BERTAMBAH juga uang kita. Senin siang Dir-Ut Pertamina, Piet
Haryono, mengungkapkan sejak jam 00.00 Selasa pekan ini, harga
minyak ekspor Indonesia naik rata-rata sebesar dua dollar AS.
Dari daftar harga baru itu nampak, bahwa harga terendah minyak
bumi Indonesia adalah US$ 29,45 tiap barrel (untuk jenis
"Udang"), sedang harga tertinggi adalah US$ 34,75 (untuk jenis
"NSC-Arum Condensed"). Sedang jenis Sumatran Light Crude (SLC)
yang menjadi patokan, naik dari US$ 29,50 menjadi US$ 31,50 per
barrel.
Rupanya itulah langkah lanjutan dari pertemuan para wakil OPEC
di Taif. Dalam sidang OPEC yang ke-56 di kota peristirahatan
musim panas di Arab Saudi itu, yang berakhir dua pekan lalu, ada
usaha memperdekat dua tingkat harga yang selama ini berlaku di
kalangan negara-negara pengekspor minyak. Harga jenis minyak
Arabian Light Crude, yang ditentukan Arab Saudi, adalah US$ 26
tiap barrel. Sementara itu Iran dengan galak pasang harga sampai
US$ 35.
Di Bawah Harga
Arab Saudi akhirya menyatakan bersedia menaikkan haga
minyaknya-kalau saja negeri seperti Iran, Aljazair dan Libya mau
menurunkan harga mereka. Dan ia memang pekan lalu menaikkan
harga sekitar 8%. Kenaikan ini berarti US$ 2 untuk jenis Arabian
Light Crude --yang jadi patokan minyak kasar OPEC -- hingga
menjadi US$ 28.
Banyak pengamat memperhitungkan, bahwa ini baru langkah awal
Saudi. Keputusan yang berlaku surut sampai dengan 1 April itu
kemungkinan besar akan diperbaharui. "Dengan harga US$ 28,"

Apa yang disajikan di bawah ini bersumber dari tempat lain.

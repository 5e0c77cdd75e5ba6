// SPDX-License-Identifier: AGPL-3.0-or-later
// Copyright (C) 2026 Vallés Puig, Ramon

//! C FFI bindings for **horologe**, the multi-calendar clock engine.
//!
//! This crate exposes a flat C-compatible API for building unit systems,
//! decomposing a scalar time into calendar fields, and formatting the result
//! as clock text.

mod clock;
mod error;

pub use clock::*;
pub use error::*;

/// Returns the horologe-ffi ABI version (semver-encoded: major*10000 + minor*100 + patch).
#[allow(clippy::erasing_op, clippy::identity_op)]
#[no_mangle]
pub extern "C" fn horologe_ffi_version() -> u32 {
    0 * 10000 + 1 * 100 + 0 // 0.1.0
}
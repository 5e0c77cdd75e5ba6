// SPDX-License-Identifier: AGPL-3.0-or-later
// Copyright (C) 2026 Vallés Puig, Ramon

use horologe::ClockError;

/// Status codes returned by horologe-ffi functions.
///
/// cbindgen:prefix-with-name
#[repr(i32)]
#[derive(Debug, Clone, Copy, PartialEq, Eq)]
pub enum HorologeStatus {
    /// Success.
    Ok = 0,
    /// A required pointer was null.
    NullPointer = 1,
    /// A ratio is zero, negative, NaN or infinite.
    InvalidRatio = 2,
    /// Year/month/day grouping was requested on units without months.
    MissingMonthRatios = 3,
    /// A time or offset is NaN or infinite.
    NonFiniteTime = 4,
    /// The output buffer cannot hold the formatted text and its NUL.
    BufferTooSmall = 5,
    /// A Rust panic was caught at the boundary.
    Panic = 6,
    /// A library error with no dedicated code.
    Internal = 7,
}

impl From<ClockError> for HorologeStatus {
    fn from(err: ClockError) -> Self {
        match err {
            ClockError::InvalidRatio { .. } => HorologeStatus::InvalidRatio,
            ClockError::MissingMonthRatios => HorologeStatus::MissingMonthRatios,
            ClockError::NonFiniteTime(_) | ClockError::NonFiniteOffset(_) => {
                HorologeStatus::NonFiniteTime
            }
            // Text parsing and the config store are not exported.
            ClockError::Parse { .. } | ClockError::Io(_) | ClockError::Json(_) => {
                HorologeStatus::Internal
            }
        }
    }
}

/// Run `$body`, turning an unwinding panic into `$on_panic`.
#[macro_export]
macro_rules! catch_panic {
    ($on_panic:expr, $body:block) => {
        match ::std::panic::catch_unwind(::std::panic::AssertUnwindSafe(|| $body)) {
            Ok(status) => status,
            Err(_) => $on_panic,
        }
    };
}
// SPDX-License-Identifier: AGPL-3.0-or-later
// Copyright (C) 2026 Vallés Puig, Ramon

//! Calendar unit systems.
//!
//! A [`UnitSystem`] is the mixed-radix definition of one calendar: how many
//! seconds make a minute, minutes an hour, hours a day and, optionally, days a
//! month and months a year.  Ratios are `f64` and need not be integers, so a
//! "month" may be 30.4375 days long.
//!
//! | Instance | s/min | min/h | h/day | days/month | months/year |
//! |----------|-------|-------|-------|------------|-------------|
//! | [`UnitSystem::EARTH`] | 60 | 60 | 24 | 30.4375 | 12 |
//! | [`UnitSystem::KERBIN`] | 24 | 24 | 12 | 6.418476 | 66.23057 |
//!
//! Derived quantities such as [`UnitSystem::seconds_per_day`] are computed from
//! the current fields on every call; nothing is cached.

use crate::error::{check_ratio, ClockError, Result};
use qtty::{Days, Seconds};
use std::fmt;

#[cfg(feature = "serde")]
use serde::{Deserialize, Serialize};

/// Length of the Earth calendar year used for year/day grouping.
pub const EARTH_DAYS_PER_YEAR: Days = Days::new(365.25);

/// Days-per-month and months-per-year, present or absent together.
#[derive(Debug, Copy, Clone, PartialEq)]
#[cfg_attr(feature = "serde", derive(Serialize, Deserialize))]
pub struct MonthRatios {
    pub days_per_month: f64,
    pub months_per_year: f64,
}

/// One of the five editable ratios of a [`UnitSystem`].
#[derive(Debug, Copy, Clone, PartialEq, Eq, Hash)]
#[cfg_attr(feature = "serde", derive(Serialize, Deserialize))]
pub enum Ratio {
    SecondsPerMinute,
    MinutesPerHour,
    HoursPerDay,
    DaysPerMonth,
    MonthsPerYear,
}

impl Ratio {
    /// All ratios, smallest unit first.
    pub const ALL: [Ratio; 5] = [
        Ratio::SecondsPerMinute,
        Ratio::MinutesPerHour,
        Ratio::HoursPerDay,
        Ratio::DaysPerMonth,
        Ratio::MonthsPerYear,
    ];

    /// Human-readable name, also used in error messages.
    pub const fn name(self) -> &'static str {
        match self {
            Ratio::SecondsPerMinute => "seconds per minute",
            Ratio::MinutesPerHour => "minutes per hour",
            Ratio::HoursPerDay => "hours per day",
            Ratio::DaysPerMonth => "days per month",
            Ratio::MonthsPerYear => "months per year",
        }
    }

    /// Key under which the planet's value of this ratio is persisted.
    pub const fn key(self) -> &'static str {
        match self {
            Ratio::SecondsPerMinute => "kerbinSecondsPerMinute",
            Ratio::MinutesPerHour => "kerbinMinutesPerHour",
            Ratio::HoursPerDay => "kerbinHoursPerDay",
            Ratio::DaysPerMonth => "kerbinDaysPerMonth",
            Ratio::MonthsPerYear => "kerbinMonthsPerYear",
        }
    }

    /// `true` for the two ratios that only exist on systems with months.
    pub const fn is_month_ratio(self) -> bool {
        matches!(self, Ratio::DaysPerMonth | Ratio::MonthsPerYear)
    }
}

impl fmt::Display for Ratio {
    fn fmt(&self, f: &mut fmt::Formatter<'_>) -> fmt::Result {
        f.write_str(self.name())
    }
}

/// Mixed-radix definition of a calendar.
///
/// Construction validates every ratio; a value of `UnitSystem` therefore
/// always holds finite, strictly positive ratios.  Edits go through
/// [`UnitSystem::with_ratio`], which returns a new system and leaves the
/// receiver untouched, so a rejected edit never disturbs the last good one.
/// Deserialization runs the same checks.
#[derive(Debug, Copy, Clone, PartialEq)]
#[cfg_attr(
    feature = "serde",
    derive(Serialize, Deserialize),
    serde(try_from = "RawUnitSystem")
)]
pub struct UnitSystem {
    seconds_per_minute: f64,
    minutes_per_hour: f64,
    hours_per_day: f64,
    months: Option<MonthRatios>,
}

/// Unvalidated wire form of [`UnitSystem`].
#[cfg(feature = "serde")]
#[derive(Deserialize)]
struct RawUnitSystem {
    seconds_per_minute: f64,
    minutes_per_hour: f64,
    hours_per_day: f64,
    months: Option<MonthRatios>,
}

#[cfg(feature = "serde")]
impl TryFrom<RawUnitSystem> for UnitSystem {
    type Error = ClockError;

    fn try_from(raw: RawUnitSystem) -> Result<Self> {
        let units = UnitSystem::new(raw.seconds_per_minute, raw.minutes_per_hour, raw.hours_per_day)?;
        match raw.months {
            Some(m) => units.with_months(m.days_per_month, m.months_per_year),
            None => Ok(units),
        }
    }
}

impl UnitSystem {
    /// Earth: 60 s/min, 60 min/h, 24 h/day, 365.25/12 days/month, 12 months/year.
    pub const EARTH: Self = Self {
        seconds_per_minute: 60.0,
        minutes_per_hour: 60.0,
        hours_per_day: 24.0,
        months: Some(MonthRatios {
            days_per_month: 365.25 / 12.0,
            months_per_year: 12.0,
        }),
    };

    /// Default ratios of the fictional planet calendar.
    pub const KERBIN: Self = Self {
        seconds_per_minute: 24.0,
        minutes_per_hour: 24.0,
        hours_per_day: 12.0,
        months: Some(MonthRatios {
            days_per_month: 6.418476,
            months_per_year: 66.23057,
        }),
    };

    // ── constructors ──────────────────────────────────────────────────

    /// Build a day-granular system (no months).
    pub fn new(seconds_per_minute: f64, minutes_per_hour: f64, hours_per_day: f64) -> Result<Self> {
        Ok(Self {
            seconds_per_minute: check_ratio(Ratio::SecondsPerMinute.name(), seconds_per_minute)?,
            minutes_per_hour: check_ratio(Ratio::MinutesPerHour.name(), minutes_per_hour)?,
            hours_per_day: check_ratio(Ratio::HoursPerDay.name(), hours_per_day)?,
            months: None,
        })
    }

    /// Add (or replace) the month ratios.
    pub fn with_months(self, days_per_month: f64, months_per_year: f64) -> Result<Self> {
        Ok(Self {
            months: Some(MonthRatios {
                days_per_month: check_ratio(Ratio::DaysPerMonth.name(), days_per_month)?,
                months_per_year: check_ratio(Ratio::MonthsPerYear.name(), months_per_year)?,
            }),
            ..self
        })
    }

    /// Drop month granularity.
    pub fn without_months(self) -> Self {
        Self {
            months: None,
            ..self
        }
    }

    /// Return a copy with one ratio replaced.
    ///
    /// Fails with [`ClockError::InvalidRatio`] for non-positive or non-finite
    /// values, and with [`ClockError::MissingMonthRatios`] when a month ratio is
    /// edited on a system that has none.
    pub fn with_ratio(self, ratio: Ratio, value: f64) -> Result<Self> {
        let value = check_ratio(ratio.name(), value)?;
        let mut next = self;
        match ratio {
            Ratio::SecondsPerMinute => next.seconds_per_minute = value,
            Ratio::MinutesPerHour => next.minutes_per_hour = value,
            Ratio::HoursPerDay => next.hours_per_day = value,
            Ratio::DaysPerMonth => {
                next.months
                    .as_mut()
                    .ok_or(ClockError::MissingMonthRatios)?
                    .days_per_month = value
            }
            Ratio::MonthsPerYear => {
                next.months
                    .as_mut()
                    .ok_or(ClockError::MissingMonthRatios)?
                    .months_per_year = value
            }
        }
        Ok(next)
    }

    // ── accessors ─────────────────────────────────────────────────────

    #[inline]
    pub const fn seconds_per_minute(&self) -> f64 {
        self.seconds_per_minute
    }

    #[inline]
    pub const fn minutes_per_hour(&self) -> f64 {
        self.minutes_per_hour
    }

    #[inline]
    pub const fn hours_per_day(&self) -> f64 {
        self.hours_per_day
    }

    #[inline]
    pub const fn months(&self) -> Option<MonthRatios> {
        self.months
    }

    /// Current value of `ratio`, or `None` for a month ratio on a system
    /// without months.
    pub fn ratio(&self, ratio: Ratio) -> Option<f64> {
        match ratio {
            Ratio::SecondsPerMinute => Some(self.seconds_per_minute),
            Ratio::MinutesPerHour => Some(self.minutes_per_hour),
            Ratio::HoursPerDay => Some(self.hours_per_day),
            Ratio::DaysPerMonth => self.months.map(|m| m.days_per_month),
            Ratio::MonthsPerYear => self.months.map(|m| m.months_per_year),
        }
    }

    // ── derived quantities ────────────────────────────────────────────

    #[inline]
    pub fn seconds_per_hour(&self) -> f64 {
        self.seconds_per_minute * self.minutes_per_hour
    }

    /// `seconds_per_minute · minutes_per_hour · hours_per_day`.
    #[inline]
    pub fn seconds_per_day(&self) -> f64 {
        self.seconds_per_hour() * self.hours_per_day
    }

    pub fn seconds_per_month(&self) -> Option<f64> {
        self.months
            .map(|m| self.seconds_per_day() * m.days_per_month)
    }

    pub fn seconds_per_year(&self) -> Option<f64> {
        self.months
            .map(|m| self.seconds_per_day() * m.days_per_month * m.months_per_year)
    }

    /// `days_per_month · months_per_year`, when months are defined.
    pub fn days_per_year(&self) -> Option<f64> {
        self.months.map(|m| m.days_per_month * m.months_per_year)
    }

    /// Local seconds elapsed per external second, given how many external
    /// seconds one local day lasts.
    ///
    /// Used to turn simulation time into planet time: a planet whose
    /// `seconds_per_day` is 6 912 and whose day lasts 21 650 simulation seconds
    /// ticks ≈0.319 planet seconds per simulation second.
    pub fn rescale_factor(&self, external_seconds_per_day: f64) -> Result<f64> {
        let external = check_ratio("external seconds per day", external_seconds_per_day)?;
        Ok(self.seconds_per_day() / external)
    }

    /// Convert `external_seconds` into local seconds.
    ///
    /// Multiplies before dividing, so whole external days land on whole local
    /// days exactly (`21 650 · 6 912 / 21 650 == 6 912`), which a precomputed
    /// [`rescale_factor`](Self::rescale_factor) cannot guarantee.
    pub fn rescale(&self, external_seconds: f64, external_seconds_per_day: f64) -> Result<f64> {
        let external = check_ratio("external seconds per day", external_seconds_per_day)?;
        Ok(external_seconds * self.seconds_per_day() / external)
    }

    /// Number of local days in one orbit lasting `period` local seconds.
    pub fn days_per_orbit(&self, period: Seconds) -> Result<f64> {
        let period = check_ratio("orbital period", period.value())?;
        Ok(period / self.seconds_per_day())
    }
}

// ═══════════════════════════════════════════════════════════════════════════
// Presets
// ═══════════════════════════════════════════════════════════════════════════

/// Known planet calendars.
///
/// Older releases disagreed on the planet's day: one counted solar days on
/// 24/24/12 ratios, another counted sidereal days on 60/60/6.  Both survive
/// as presets rather than one being declared canonical.
#[derive(Debug, Copy, Clone, PartialEq, Eq, Hash)]
#[cfg_attr(feature = "serde", derive(Serialize, Deserialize))]
pub enum PlanetPreset {
    /// 24 s/min, 24 min/h, 12 h/day; one day = 6 h 50 s of simulation time.
    KerbinSolar,
    /// 60 s/min, 60 min/h, 6 h/day; 38.6-hour months, 2 556.5-hour years.
    KerbinSidereal,
}

impl PlanetPreset {
    pub const ALL: [PlanetPreset; 2] = [PlanetPreset::KerbinSolar, PlanetPreset::KerbinSidereal];

    pub fn units(self) -> UnitSystem {
        match self {
            PlanetPreset::KerbinSolar => UnitSystem::KERBIN,
            PlanetPreset::KerbinSidereal => UnitSystem {
                seconds_per_minute: 60.0,
                minutes_per_hour: 60.0,
                hours_per_day: 6.0,
                months: Some(MonthRatios {
                    days_per_month: 38.6 / 6.0,
                    months_per_year: 2556.5 / 38.6,
                }),
            },
        }
    }

    /// Simulation seconds in one planet day.
    pub fn sim_seconds_per_day(self) -> f64 {
        match self {
            PlanetPreset::KerbinSolar => 6.0 * 3600.0 + 50.0,
            PlanetPreset::KerbinSidereal => 6.0 * 3600.0,
        }
    }
}

impl fmt::Display for PlanetPreset {
    fn fmt(&self, f: &mut fmt::Formatter<'_>) -> fmt::Result {
        match self {
            PlanetPreset::KerbinSolar => f.write_str("solar days"),
            PlanetPreset::KerbinSidereal => f.write_str("sidereal days"),
        }
    }
}

// ═══════════════════════════════════════════════════════════════════════════
// Tests
// ═══════════════════════════════════════════════════════════════════════════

kata seorang ahli ekonomi senior di Petroleum Industry Research
Foundation, "minyak Saudi masih tetap di bawah harga, bila
dibanding dengan minyak kasar yang lain.
Karena itulah didug menjelang atau dalam bulan Juni nanti Arab
Saudi akan menaikkan harga lagi. Tanggal 9 Juni nanti di Aljier,
Aljazajr, direncanakan pertemuan lanjutan OPEC. Ikhtiar
penyatuan harga pada saat itu diharapkan sudah makin mendekati
hasil.
Yang jadi pertanyaan akankah Iran, Libya dan Aljazair bersedia
menurunkan harga tinggi mereka. Nampaknya mustahil. Tapi jika
turun tak mungkin, naik lebih tinggi dari US$ 35 juga akan
sulit. Pasaran minyak sedang butek. Iran dikabarkan sedang sulit
menjual hasil produksinya yang mahal itu.
Diam-diam
Adanya keseragaman harga di kalangan OPEC tentu saja penting,
untuk menjaga posisi para negara pengekspor minyak dalam tawar
menawar dengan negara konsumen. Apalagi persatuan antara negara
konsumen, dalam hal ini negara-negara industri nampak mulai
efektif -- walaupun sulit. Ketika terdengar bahwa pemerintah
Jepang, misalnya, merestui perusahaan swasta negeri itu untuk
secara diam-diam bersedia membeli minyak Iran yang US$ 35,
Amerika Serikat merengut. Cepat-cepat saja Kementerian
Perdagangan dan Industri Internasional (MITI) Jepang membantah
kabar itu.
Semua negeri konsumen dapat saja bertahan untuk hanya mau
membeli minyak dengan harga yang tidak setinggi Iran, asal
selisih begitu besar anrara harga yang dipasang pelbagai negara
OPEC (dan asal produksi cukup). Selisih itulah yang dicoba
dikurangi Arab Saudi, dan kini oleh Indonesia. Tentu saja harga
OPEC tak bakal seragam betul. Tapi sebuah sumber di Kuwait
menyatakan, "selisih harus makin kecil-dan harga yang ditentukan
Iran akan jadi harga tertinggi."
Jika Arab Saudi kemudian ternyata dalam bulan Juni menaikkan
harga lagi, dapat diramalkan negeri lain juga akan ikut. Kuwait
sudah siap. Mungkin juga Indonesia. Yang jadi soal kemudian
ialah: apa yang harus dilakukan dengan bertambahnya uang hasil
penjualan minyak itu?
Indonesia, seperti tercantum dalam Rencana Anggaran Pendapatan
Belanja Negara tahun 1980-1981, memperhitungkan akan mengisi
pendapatannya sebesar Rp 10,5 trilyun. Dari jumlah itu, Rp 6,4
trilyun berasal dari ekspor minyak. Ini, menurut Menteri
Sumarlin kepada TEMPO Januari 1980 yang lalu, berdasarkan asumsi
bahwa harga minyak 1980-1981 rata-rata US$ 30 tiap barrel. Harga
baru yang mulai berlaku pekan ini memang belum jauh di atas
perkiraan tadi. Tapi kecenderungan naik sudah terang benderang.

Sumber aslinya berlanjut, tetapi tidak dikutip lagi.